Second, good point about the Sassanid's and all that. But the Sassanid's aren't part of this.
Third, you have failed to answer my question. How was Persia a failed state? As far as I am aware, it was thriving until Alexander decided to conquer it. They conquered every other ancient kingdom in the known world, successfully put down Rebellions, were the global source of wealth and knowledge (largely due to Babylon), freed the Jews (again, from Babylon).
Fourth, yes, I am telling you ancient Media, Babylonia, Assyria, etc did not have the road system the Persians built.
Fifth, that you call the Byzantine bureaucracy efficient shows me that you don't know all that much about them. Up through Justinian? Sure. But if we are to judge it as a whole over the entirety of the empire's thousand+ year history, then I will have to say the bureaucracy and structure of the government was one of the primary reasons for Byzantium's malaise.
Look, I'm not trying to knock Byzantium. Their longevity is a huge plus. Constantinople was the greatest city in the world. They somehow staved off attacks on all sides for a long time. They were the religious center for Orthodox Christianity. Lots of pluses.

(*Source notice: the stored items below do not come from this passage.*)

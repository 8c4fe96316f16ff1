use axum::{
    http::StatusCode,
    response::{IntoResponse, Response},
    Json,
};
use serde::Serialize;
use tracing::{error, warn};

use crate::application::error::{ApplicationError, UploadError, UploadErrorKind};

/// Every error body carries a `message`, whatever produced it.
#[derive(Debug, Serialize)]
pub struct ErrorBody {
    pub message: String,
}

#[derive(Debug)]
pub struct NormalizedUploadError {
    pub kind: UploadErrorKind,
    pub status: StatusCode,
    pub message: String,
}

impl From<&UploadError> for NormalizedUploadError {
    fn from(error: &UploadError) -> Self {
        match error {
            UploadError::StorageFailure(detail) => error!("Upload storage failure: {}", detail),
            other => warn!("Upload rejected: {}", other),
        }

        let status = match error.kind() {
            UploadErrorKind::InvalidType | UploadErrorKind::TooLarge => StatusCode::BAD_REQUEST,
            UploadErrorKind::StorageFailure => StatusCode::INTERNAL_SERVER_ERROR,
        };

        Self {
            kind: error.kind(),
            status,
            message: error.message(),
        }
    }
}

impl IntoResponse for NormalizedUploadError {
    fn into_response(self) -> Response {
        (
            self.status,
            Json(ErrorBody {
                message: self.message,
            }),
        )
            .into_response()
    }
}

/// Converts upload rejections into their response shape. Anything else is handed
/// back untouched for the generic handler.
pub fn normalize_upload_error(
    error: ApplicationError,
) -> Result<NormalizedUploadError, ApplicationError> {
    match error {
        ApplicationError::Upload(upload_error) => Ok(NormalizedUploadError::from(&upload_error)),
        other => Err(other),
    }
}

impl IntoResponse for ApplicationError {
    fn into_response(self) -> Response {
        let (status, message) = match self {
            ApplicationError::Upload(upload_error) => {
                return NormalizedUploadError::from(&upload_error).into_response();
            }
            ApplicationError::BadRequest(msg) => {
                warn!("Bad request: {}", msg);
                (StatusCode::BAD_REQUEST, msg)
            }
            ApplicationError::Unauthorized => {
                warn!("Unauthorized access attempt");
                (StatusCode::UNAUTHORIZED, "Unauthorized".to_string())
            }
        };

        (status, Json(ErrorBody { message })).into_response()
    }
}

#[cfg(test)]
mod tests {
    use super::*;
    use crate::domain::config::upload_policy::UploadPolicy;

    async fn body_json(response: Response) -> serde_json::Value {
        let bytes = axum::body::to_bytes(response.into_body(), usize::MAX)
            .await
            .unwrap();
        serde_json::from_slice(&bytes).unwrap()
    }

    #[test]
    fn client_rejections_map_to_400() {
        let policy = UploadPolicy::default();
        for error in [
            UploadError::invalid_type("application/pdf", &policy),
            UploadError::too_large(&policy),
        ] {
            let normalized = normalize_upload_error(error.into()).unwrap();
            assert_eq!(normalized.status, StatusCode::BAD_REQUEST);
        }
    }

    #[test]
    fn storage_failure_maps_to_opaque_500() {
        let error = UploadError::StorageFailure("EACCES /srv/uploads/company-logos".to_string());

        let normalized = normalize_upload_error(error.into()).unwrap();

        assert_eq!(normalized.kind, UploadErrorKind::StorageFailure);
        assert_eq!(normalized.status, StatusCode::INTERNAL_SERVER_ERROR);
        assert_eq!(normalized.message, "Failed to store uploaded file");
    }

    #[test]
    fn other_errors_pass_through_unchanged() {
        let passed = normalize_upload_error(ApplicationError::BadRequest("nope".to_string()));
        assert!(matches!(passed, Err(ApplicationError::BadRequest(ref m)) if m == "nope"));

        let passed = normalize_upload_error(ApplicationError::Unauthorized);
        assert!(matches!(passed, Err(ApplicationError::Unauthorized)));
    }

    #[tokio::test]
    async fn response_matches_normalized_upload_error() {
        let policy = UploadPolicy::default();
        let error = || UploadError::invalid_type("application/pdf", &policy);
        let normalized = normalize_upload_error(error().into()).unwrap();

        let response = ApplicationError::from(error()).into_response();

        assert_eq!(response.status(), normalized.status);
        assert_eq!(body_json(response).await["message"], normalized.message.as_str());
    }

    #[tokio::test]
    async fn every_response_body_has_a_message() {
        let policy = UploadPolicy::default();
        let cases = [
            (
                ApplicationError::from(UploadError::too_large(&policy)),
                StatusCode::BAD_REQUEST,
            ),
            (
                ApplicationError::from(UploadError::StorageFailure("disk".to_string())),
                StatusCode::INTERNAL_SERVER_ERROR,
            ),
            (ApplicationError::Unauthorized, StatusCode::UNAUTHORIZED),
            (
                ApplicationError::BadRequest("Invalid request format".to_string()),
                StatusCode::BAD_REQUEST,
            ),
        ];

        for (error, status) in cases {
            let response = error.into_response();
            assert_eq!(response.status(), status);
            let body = body_json(response).await;
            assert!(body["message"].is_string(), "{body}");
        }
    }
}
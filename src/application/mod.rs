pub mod dto;
pub mod error;
pub mod services;
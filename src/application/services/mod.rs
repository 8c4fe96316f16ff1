pub mod clock;
pub mod filename;
pub mod storage_service;
pub mod upload_service;

pub use clock::{Clock, SystemClock};
pub use storage_service::{PendingWrite, StorageService};
pub use upload_service::UploadService;
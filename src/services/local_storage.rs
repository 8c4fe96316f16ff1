use std::{
    io::ErrorKind,
    path::{Path, PathBuf},
};

use async_trait::async_trait;
use tokio::{
    fs::{self, File, OpenOptions},
    io::AsyncWriteExt,
};
use tracing::{debug, warn};
use uuid::Uuid;

use crate::{
    application::services::{PendingWrite, StorageService},
    services::error::StorageError,
};

const TEMP_UPLOAD_PREFIX: &str = ".upload-";
const TEMP_UPLOAD_SUFFIX: &str = ".part";

pub fn is_temp_upload_name(name: &str) -> bool {
    name.starts_with(TEMP_UPLOAD_PREFIX) && name.ends_with(TEMP_UPLOAD_SUFFIX)
}

/// Stores uploads as plain files in a single directory.
///
/// Bytes go to a hidden `.upload-<uuid>.part` file first. Commit hard-links the finished
/// temporary file under its final name, so a file under its final name is always complete
/// and an existing file is never replaced. Leftover temporary files are swept at startup.
#[derive(Debug, Clone)]
pub struct LocalDiskStorage {
    directory: PathBuf,
}

impl LocalDiskStorage {
    pub async fn new(directory: impl Into<PathBuf>) -> Result<Self, StorageError> {
        let directory = directory.into();
        fs::create_dir_all(&directory)
            .await
            .map_err(StorageError::io(format!(
                "creating upload directory {}",
                directory.display()
            )))?;

        Ok(Self { directory })
    }

    /// Deletes temporary files left by interrupted uploads. Returns how many were removed.
    pub async fn sweep_stale(&self) -> Result<usize, StorageError> {
        let mut entries = fs::read_dir(&self.directory)
            .await
            .map_err(StorageError::io("listing upload directory"))?;

        let mut removed = 0;
        while let Some(entry) = entries
            .next_entry()
            .await
            .map_err(StorageError::io("listing upload directory"))?
        {
            let name = entry.file_name();
            if !is_temp_upload_name(&name.to_string_lossy()) {
                continue;
            }
            match fs::remove_file(entry.path()).await {
                Ok(()) => removed += 1,
                Err(e) if e.kind() == ErrorKind::NotFound => {}
                Err(e) => warn!("Cannot remove stale upload {}: {}", entry.path().display(), e),
            }
        }

        Ok(removed)
    }

    fn temp_path(&self) -> PathBuf {
        self.directory.join(format!(
            "{}{}{}",
            TEMP_UPLOAD_PREFIX,
            Uuid::new_v4(),
            TEMP_UPLOAD_SUFFIX
        ))
    }
}

#[async_trait]
impl StorageService for LocalDiskStorage {
    async fn begin(&self) -> Result<Box<dyn PendingWrite>, StorageError> {
        let temp_path = self.temp_path();
        let file = OpenOptions::new()
            .write(true)
            .create_new(true)
            .open(&temp_path)
            .await
            .map_err(StorageError::io("creating temporary upload file"))?;

        debug!("Opened pending upload {}", temp_path.display());

        Ok(Box::new(LocalPendingWrite {
            directory: self.directory.clone(),
            temp_path,
            file: Some(file),
            finished: false,
        }))
    }

    fn directory(&self) -> &Path {
        &self.directory
    }
}

struct LocalPendingWrite {
    directory: PathBuf,
    temp_path: PathBuf,
    file: Option<File>,
    finished: bool,
}

impl LocalPendingWrite {
    fn validate_name(final_name: &str) -> Result<(), StorageError> {
        let valid = !final_name.is_empty()
            && !final_name.starts_with('.')
            && !final_name.contains(['/', '\\', '\0']);
        if !valid {
            return Err(StorageError::InvalidName(final_name.to_string()));
        }
        Ok(())
    }

    async fn flush(&mut self) -> Result<(), StorageError> {
        if let Some(mut file) = self.file.take() {
            file.flush()
                .await
                .map_err(StorageError::io("flushing upload"))?;
            file.sync_all()
                .await
                .map_err(StorageError::io("syncing upload"))?;
        }
        Ok(())
    }
}

#[async_trait]
impl PendingWrite for LocalPendingWrite {
    async fn write_chunk(&mut self, chunk: &[u8]) -> Result<(), StorageError> {
        let file = self.file.as_mut().ok_or(StorageError::AlreadyFinished)?;
        file.write_all(chunk)
            .await
            .map_err(StorageError::io("writing upload chunk"))
    }

    async fn commit(&mut self, final_name: &str) -> Result<PathBuf, StorageError> {
        if self.finished {
            return Err(StorageError::AlreadyFinished);
        }
        Self::validate_name(final_name)?;
        self.flush().await?;

        // A hard link publishes the complete file in one step and fails on a taken name
        let final_path = self.directory.join(final_name);
        match fs::hard_link(&self.temp_path, &final_path).await {
            Ok(()) => {}
            Err(e) if e.kind() == ErrorKind::AlreadyExists => {
                return Err(StorageError::NameTaken(final_name.to_string()));
            }
            Err(e) => {
                return Err(StorageError::Io {
                    action: "publishing upload".to_string(),
                    source: e,
                });
            }
        }

        if let Err(e) = fs::remove_file(&self.temp_path).await {
            warn!(
                "Cannot remove temporary upload {} after publishing: {}",
                self.temp_path.display(),
                e
            );
        }

        self.finished = true;
        Ok(final_path)
    }

    async fn discard(&mut self) {
        self.file.take();
        if self.finished {
            return;
        }
        self.finished = true;
        match fs::remove_file(&self.temp_path).await {
            Ok(()) => debug!("Discarded pending upload {}", self.temp_path.display()),
            Err(e) if e.kind() == ErrorKind::NotFound => {}
            Err(e) => warn!(
                "Cannot remove pending upload {}: {}",
                self.temp_path.display(),
                e
            ),
        }
    }
}

impl Drop for LocalPendingWrite {
    // Covers requests dropped mid-stream, e.g. when the client disconnects.
    // Drop cannot await, so this is a single blocking unlink on the current worker.
    fn drop(&mut self) {
        if !self.finished {
            self.file.take();
            let _ = std::fs::remove_file(&self.temp_path);
        }
    }
}

#[cfg(test)]
mod tests {
    use super::*;

    fn names(directory: &Path) -> Vec<String> {
        let mut names: Vec<String> = std::fs::read_dir(directory)
            .unwrap()
            .map(|e| e.unwrap().file_name().to_string_lossy().into_owned())
            .collect();
        names.sort();
        names
    }

    #[tokio::test]
    async fn creates_missing_directory() {
        let dir = tempfile::tempdir().unwrap();
        let target = dir.path().join("uploads").join("company-logos");

        let storage = LocalDiskStorage::new(&target).await.unwrap();

        assert!(target.is_dir());
        assert_eq!(storage.directory(), target.as_path());
    }

    #[tokio::test]
    async fn pending_bytes_are_invisible_until_commit() {
        let dir = tempfile::tempdir().unwrap();
        let storage = LocalDiskStorage::new(dir.path()).await.unwrap();

        let mut pending = storage.begin().await.unwrap();
        pending.write_chunk(b"hello ").await.unwrap();
        pending.write_chunk(b"world").await.unwrap();

        let listed = names(dir.path());
        assert_eq!(listed.len(), 1);
        assert!(is_temp_upload_name(&listed[0]));

        let path = pending.commit("greeting-1.png").await.unwrap();
        assert_eq!(path, dir.path().join("greeting-1.png"));
        assert_eq!(std::fs::read(&path).unwrap(), b"hello world");
        assert_eq!(names(dir.path()), vec!["greeting-1.png"]);
    }

    #[tokio::test]
    async fn commit_never_replaces_an_existing_file() {
        let dir = tempfile::tempdir().unwrap();
        let storage = LocalDiskStorage::new(dir.path()).await.unwrap();
        std::fs::write(dir.path().join("logo-1.png"), b"original").unwrap();

        let mut pending = storage.begin().await.unwrap();
        pending.write_chunk(b"newcomer").await.unwrap();

        let err = pending.commit("logo-1.png").await.unwrap_err();
        assert!(matches!(err, StorageError::NameTaken(ref n) if n == "logo-1.png"));
        assert_eq!(std::fs::read(dir.path().join("logo-1.png")).unwrap(), b"original");

        let path = pending.commit("logo-1-1.png").await.unwrap();
        assert_eq!(std::fs::read(path).unwrap(), b"newcomer");
    }

    #[tokio::test]
    async fn failed_publish_leaves_nothing_under_the_final_name() {
        let dir = tempfile::tempdir().unwrap();
        let storage = LocalDiskStorage::new(dir.path()).await.unwrap();

        let mut pending = storage.begin().await.unwrap();
        pending.write_chunk(b"content").await.unwrap();
        let temp = names(dir.path()).remove(0);
        std::fs::remove_file(dir.path().join(&temp)).unwrap();

        let err = pending.commit("logo-1.png").await.unwrap_err();
        assert!(matches!(err, StorageError::Io { .. }));
        assert!(!dir.path().join("logo-1.png").exists());
        pending.discard().await;
        assert!(names(dir.path()).is_empty());
    }

    #[tokio::test]
    async fn published_file_is_the_only_entry_and_complete() {
        let dir = tempfile::tempdir().unwrap();
        let storage = LocalDiskStorage::new(dir.path()).await.unwrap();
        std::fs::write(dir.path().join("logo-1.png"), b"original").unwrap();

        let mut pending = storage.begin().await.unwrap();
        pending.write_chunk(b"newcomer").await.unwrap();
        pending.commit("logo-1.png").await.unwrap_err();

        for name in names(dir.path()) {
            let len = std::fs::metadata(dir.path().join(&name)).unwrap().len();
            assert!(len > 0, "{name} is empty");
        }

        pending.commit("logo-1-1.png").await.unwrap();
        assert_eq!(names(dir.path()), vec!["logo-1-1.png", "logo-1.png"]);
        assert_eq!(
            std::fs::read(dir.path().join("logo-1-1.png")).unwrap(),
            b"newcomer"
        );
    }

    #[tokio::test]
    async fn discard_removes_partial_file() {
        let dir = tempfile::tempdir().unwrap();
        let storage = LocalDiskStorage::new(dir.path()).await.unwrap();

        let mut pending = storage.begin().await.unwrap();
        pending.write_chunk(b"partial").await.unwrap();
        pending.discard().await;

        assert!(names(dir.path()).is_empty());
    }

    #[tokio::test]
    async fn dropping_an_unfinished_write_cleans_up() {
        let dir = tempfile::tempdir().unwrap();
        let storage = LocalDiskStorage::new(dir.path()).await.unwrap();

        let mut pending = storage.begin().await.unwrap();
        pending.write_chunk(b"partial").await.unwrap();
        drop(pending);

        assert!(names(dir.path()).is_empty());
    }

    #[tokio::test]
    async fn rejects_names_that_escape_the_directory() {
        let dir = tempfile::tempdir().unwrap();
        let storage = LocalDiskStorage::new(dir.path()).await.unwrap();
        let mut pending = storage.begin().await.unwrap();

        for name in ["", "../evil.png", "a/b.png", ".hidden.png"] {
            let err = pending.commit(name).await.unwrap_err();
            assert!(matches!(err, StorageError::InvalidName(_)), "{name:?}");
        }
        pending.discard().await;
    }

    #[tokio::test]
    async fn sweep_removes_only_temporary_files() {
        let dir = tempfile::tempdir().unwrap();
        std::fs::write(dir.path().join(".upload-stale.part"), b"x").unwrap();
        std::fs::write(dir.path().join("logo-1.png"), b"keep").unwrap();
        let storage = LocalDiskStorage::new(dir.path()).await.unwrap();

        let removed = storage.sweep_stale().await.unwrap();

        assert_eq!(removed, 1);
        assert_eq!(names(dir.path()), vec!["logo-1.png"]);
    }
}
pub mod server;
pub mod upload_policy;
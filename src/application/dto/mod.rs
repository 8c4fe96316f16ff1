pub mod upload_policy_dto;
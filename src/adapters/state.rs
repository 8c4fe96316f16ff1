use axum::extract::FromRef;

use crate::{adapters::middleware::TokenVerifier, application::services::UploadService};

#[derive(Clone, FromRef)]
pub struct AppState {
    pub upload_service: UploadService,
    pub token_verifier: Option<TokenVerifier>,
    pub public_base_url: String,
}
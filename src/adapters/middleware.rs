use axum::{
    body::Body,
    extract::{Request, State},
    http::{header, HeaderMap},
    middleware::Next,
    response::{IntoResponse, Response},
};
use jsonwebtoken::{decode, errors::ErrorKind, Algorithm, DecodingKey, Validation};
use tracing::warn;

use crate::{application::error::ApplicationError, domain::models::auth::Claims};

/// Checks HS256 bearer tokens issued by the login service.
#[derive(Clone)]
pub struct TokenVerifier {
    key: DecodingKey,
    validation: Validation,
}

impl TokenVerifier {
    pub fn new(secret: &str) -> Self {
        Self {
            key: DecodingKey::from_secret(secret.as_bytes()),
            validation: Validation::new(Algorithm::HS256),
        }
    }

    pub fn verify(&self, token: &str) -> Result<Claims, ApplicationError> {
        decode::<Claims>(token, &self.key, &self.validation)
            .map(|data| data.claims)
            .map_err(|e| {
                match e.kind() {
                    ErrorKind::ExpiredSignature => warn!("Expired bearer token"),
                    _ => warn!("Invalid bearer token: {}", e),
                }
                ApplicationError::Unauthorized
            })
    }
}

fn bearer_token(headers: &HeaderMap) -> Option<&str> {
    headers
        .get(header::AUTHORIZATION)
        .and_then(|v| v.to_str().ok())
        .and_then(|v| v.strip_prefix("Bearer "))
        .map(str::trim)
        .filter(|token| !token.is_empty())
}

/// Rejects requests without a valid bearer token and exposes its claims to handlers.
pub async fn require_bearer_token(
    State(verifier): State<TokenVerifier>,
    mut request: Request<Body>,
    next: Next,
) -> Response {
    let Some(token) = bearer_token(request.headers()) else {
        warn!("Authorization header is missing or not a bearer token");
        return ApplicationError::Unauthorized.into_response();
    };

    match verifier.verify(token) {
        Ok(claims) => {
            request.extensions_mut().insert(claims);
            next.run(request).await
        }
        Err(e) => e.into_response(),
    }
}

And yet, the fact that so much of that success is due to Rome and just the natural progression of time and technology brings them down to the level at which I would be comfortable voting for an empire that was utterly destroyed by Alexander over them. Of course they had more written records that survived, because they had several hundred (or thousand) less years to survive than records from the Persians. And paper was more common, and there was a larger literate population. It's just, I need a much more ironclad argument than "lol, Persians were trash because lost to Alexander the Great who also conquered Greece before he conquered Persia" (or, more aptly, put down a rebellion. I forget if he accompanied his father when he conquered them)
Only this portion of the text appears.